The North Anson Congregational Church will be having an indoor rummage and bake sale at the church on Saturday, June 2, from 8 a.m. to 1 p.m.

Received the following e-mail from Happyknits and thought you knitters out there would be interested. “We’ve got a lot of fun happenings coming up at Happyknits, and we hope you will be able to join us for some or all.”

If you think of ocean waves when you think of a cruise, well, think again! Happyknits will be one of the 20 locally-owned yarn shops across the state of Maine participating in the summer-long Maine Yarn Cruise, a shop hop for yarn lovers. Anytime from May 25 through September 3, stop in any participating shop and pick up your passport, and a tote bag or a pin and then hit the road. Each shop will be offering monthly prizes, and everyone who completes the entire “cruise” will be eligible to win the grand prize, They have some extra goodies to offer folks who start the cruise here, so stop in!

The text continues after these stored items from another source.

//! MCP (Model Context Protocol) tool servers.
//!
//! - `types`: config, JSON-RPC and discovery types
//! - `client`: HTTP and stdio sessions behind the `Connector` seam
//! - `pool`: per-environment connection pool with background reconnection

mod client;
mod pool;
mod types;

pub use client::{Connector, McpConnector, McpError, ToolSession};
pub use pool::{connection_key, resolve_config, ConnectReport, ConnectionPool, PoolTool};
pub use types::{
    ConnectionState, ConnectionStatus, McpToolDescriptor, McpTransport, ToolServerConfig,
};
//! Per-environment pool of tool server connections.
//!
//! Each environment owns its own connection map and lock, so connecting or
//! calling in one environment never waits on another. Connections are never
//! handed out; callers go through [`ConnectionPool::tools`] and
//! [`ConnectionPool::call`].

use std::collections::{BTreeMap, HashMap, HashSet};
use std::sync::atomic::{AtomicU64, Ordering};
use std::sync::Arc;

use chrono::{DateTime, Utc};
use futures::stream::{self, StreamExt};
use regex::Regex;
use serde_json::Value;
use sha2::{Digest, Sha256};
use tokio::sync::RwLock;
use tokio_util::sync::CancellationToken;
use tracing::{debug, info, warn};

use super::client::{Connector, McpError, ToolSession};
use super::types::*;
use crate::backoff::Backoff;
use crate::catalog::EnvironmentId;
use crate::config::PoolConfig;
use crate::error::{OrchestrationError, Result};

/// A tool exposed by a ready connection.
#[derive(Debug, Clone, PartialEq)]
pub struct PoolTool {
    pub server: String,
    pub descriptor: McpToolDescriptor,
}

/// Outcome of [`ConnectionPool::connect`].
#[derive(Debug, Default)]
pub struct ConnectReport {
    /// Servers that are ready, sorted by name.
    pub ready: Vec<String>,
    /// Servers that could not be made ready, sorted by name.
    pub failed: Vec<(String, OrchestrationError)>,
}

struct PooledConnection {
    key: String,
    config: ToolServerConfig,
    state: ConnectionState,
    tools: Arc<Vec<McpToolDescriptor>>,
    session: Option<Arc<dyn ToolSession>>,
    last_error: Option<String>,
    connected_at: Option<DateTime<Utc>>,
    reconnect_attempts: u32,
    reconnecting: bool,
    /// Bumped whenever the slot is replaced; stale tasks compare and bail.
    generation: u64,
    tool_calls: u64,
    tool_errors: u64,
}

impl PooledConnection {
    fn connecting(config: ToolServerConfig, key: String, generation: u64) -> Self {
        Self {
            key,
            config,
            state: ConnectionState::Connecting,
            tools: Arc::new(Vec::new()),
            session: None,
            last_error: None,
            connected_at: None,
            reconnect_attempts: 0,
            reconnecting: false,
            generation,
            tool_calls: 0,
            tool_errors: 0,
        }
    }

    fn mark_ready(&mut self, session: Arc<dyn ToolSession>, tools: Vec<McpToolDescriptor>) {
        self.state = ConnectionState::Ready;
        self.session = Some(session);
        self.tools = Arc::new(tools);
        self.last_error = None;
        self.connected_at = Some(Utc::now());
        self.reconnect_attempts = 0;
        self.reconnecting = false;
    }

    fn status(&self) -> ConnectionStatus {
        ConnectionStatus {
            server: self.config.name.clone(),
            key: self.key.clone(),
            state: self.state,
            tools: self.tools.iter().map(|t| t.name.clone()).collect(),
            last_error: self.last_error.clone(),
            connected_at: self.connected_at,
            reconnect_attempts: self.reconnect_attempts,
            tool_calls: self.tool_calls,
            tool_errors: self.tool_errors,
        }
    }
}

struct EnvironmentConnections {
    id: EnvironmentId,
    /// Keyed by server name; BTreeMap gives the deterministic tool order.
    connections: RwLock<BTreeMap<String, PooledConnection>>,
    /// Stops reconnect loops when the environment is closed.
    cancel: CancellationToken,
}

struct PoolInner {
    connector: Arc<dyn Connector>,
    config: PoolConfig,
    environments: RwLock<HashMap<EnvironmentId, Arc<EnvironmentConnections>>>,
    generation: AtomicU64,
}

/// Live connections to tool servers, grouped by environment.
#[derive(Clone)]
pub struct ConnectionPool {
    inner: Arc<PoolInner>,
}

/// Stable identity of a resolved config: name plus a hash of its contents.
pub fn connection_key(config: &ToolServerConfig) -> String {
    // Going through Value sorts map keys, so HashMap order does not leak in.
    let canonical = serde_json::to_value(config)
        .and_then(|v| serde_json::to_vec(&v))
        .unwrap_or_default();
    let digest = Sha256::digest(&canonical);
    format!("{}:{}", config.name, &hex::encode(digest)[..12])
}

/// Substitute `{{ .Name }}` / `{{Name}}` placeholders from environment variables.
pub fn resolve_config(
    config: &ToolServerConfig,
    variables: &HashMap<String, String>,
) -> Result<ToolServerConfig> {
    let pattern = Regex::new(r"\{\{\s*\.?([A-Za-z_][A-Za-z0-9_]*)\s*\}\}")
        .map_err(|e| OrchestrationError::ConfigurationError(e.to_string()))?;

    let render = |input: &str| -> Result<String> {
        let mut missing = None;
        let rendered = pattern.replace_all(input, |caps: &regex::Captures| {
            let name = &caps[1];
            match variables.get(name) {
                Some(value) => value.clone(),
                None => {
                    missing.get_or_insert_with(|| name.to_string());
                    String::new()
                }
            }
        });
        match missing {
            Some(name) => Err(OrchestrationError::ConfigurationError(format!(
                "tool server '{}' references undefined variable '{}'",
                config.name, name
            ))),
            None => Ok(rendered.into_owned()),
        }
    };

    let transport = match &config.transport {
        McpTransport::Http { url, headers } => McpTransport::Http {
            url: render(url)?,
            headers: headers
                .iter()
                .map(|(k, v)| Ok((k.clone(), render(v)?)))
                .collect::<Result<_>>()?,
        },
        McpTransport::Stdio { command, args, env } => McpTransport::Stdio {
            command: render(command)?,
            args: args.iter().map(|a| render(a)).collect::<Result<_>>()?,
            env: env
                .iter()
                .map(|(k, v)| Ok((k.clone(), render(v)?)))
                .collect::<Result<_>>()?,
        },
    };

    Ok(ToolServerConfig {
        name: config.name.clone(),
        transport,
        enabled: config.enabled,
    })
}
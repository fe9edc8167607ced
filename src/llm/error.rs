//! Model call failures, split into transient (retried) and permanent.

use std::time::Duration;

use thiserror::Error;

use crate::backoff::Backoff;

#[derive(Debug, Error)]
pub enum LlmError {
    #[error("rate limited: {message}")]
    RateLimited {
        message: String,
        retry_after: Option<Duration>,
    },

    #[error("server error (HTTP {status}): {message}")]
    Server { status: u16, message: String },

    #[error("client error (HTTP {status}): {message}")]
    Client { status: u16, message: String },

    #[error("network error: {0}")]
    Network(String),

    #[error("invalid response: {0}")]
    Parse(String),
}

impl LlmError {
    /// Classify a non-success HTTP response.
    pub fn from_status(status: u16, message: String, retry_after: Option<Duration>) -> Self {
        match status {
            429 => LlmError::RateLimited {
                message,
                retry_after,
            },
            400..=499 => LlmError::Client { status, message },
            _ => LlmError::Server { status, message },
        }
    }

    pub fn is_transient(&self) -> bool {
        matches!(
            self,
            LlmError::RateLimited { .. } | LlmError::Server { .. } | LlmError::Network(_)
        )
    }

    /// Delay before retry `attempt`; a server-sent Retry-After wins.
    pub fn retry_delay(&self, attempt: u32) -> Duration {
        let base = match self {
            LlmError::RateLimited {
                retry_after: Some(retry_after),
                ..
            } => return *retry_after,
            LlmError::RateLimited { .. } => Duration::from_secs(5),
            LlmError::Server { .. } => Duration::from_secs(2),
            _ => Duration::from_secs(1),
        };
        Backoff::new(base, Duration::from_secs(60)).delay(attempt)
    }
}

While you’re here, throw your name into the hat for Main Street’s #ShopSkowhegan raffle. Happyknits has joined with lots of other locally-owned businesses that are offering shoppers a chance to win a free $25 gift certificate to their stores while supporting our towntown.

And speaking of Skowhegan, Happyknits will be celebrating Worldwide Knit in Public Day (yes, there really is such a thing!) and the Skowhegan Moose Festival by gathering at the moose at Gifford’s Ice Cream on Saturday, June 9, from 11 a.m. – 2 p.m. They’ll have some special moose-related kits available too. So grab your folding chair and your work-in-progress and join them for a fun time! (Sounds like lots of fun!)

In my column last week I wrote about Percy and I starting our own little paper. In my continuing efforts to organize I came across some old e-mails I had saved about my short career as a publisher of a paper. I’m not going to say who sent this one to me back in 2005, but he was a writer for a paper. It starts out: “Hi, Marilyn, Hope you didn’t fall down from skock! Just wanted you to let you know I got your newspaper. Looks great! You’re doing quite a job and lots of news. I told Roland about your paper. The only thing he said was you should look into having it photocopied. The charge is based on copies so he thought maybe the more you do the better the rate. It might not be that costly. I wondered if you could make smaller margins and reduce the size of the type to get more onto a page and cut some of the cost.That’s my two cents worth! I’m glad you’re able to get the news out. I know how bad people need it and want it.”

This week Percy’s memoirs is about grave stone markers: In a London, England cemetery: Here lies Ann Mann, Who lived an old maid But died an old Mann. Dec. 8, 1767. And another, Harry Edsel Smith, of Albany, New York: Born 1903 – died 1942; Looked up the elevator shaft to see if the car was on the way down. It was.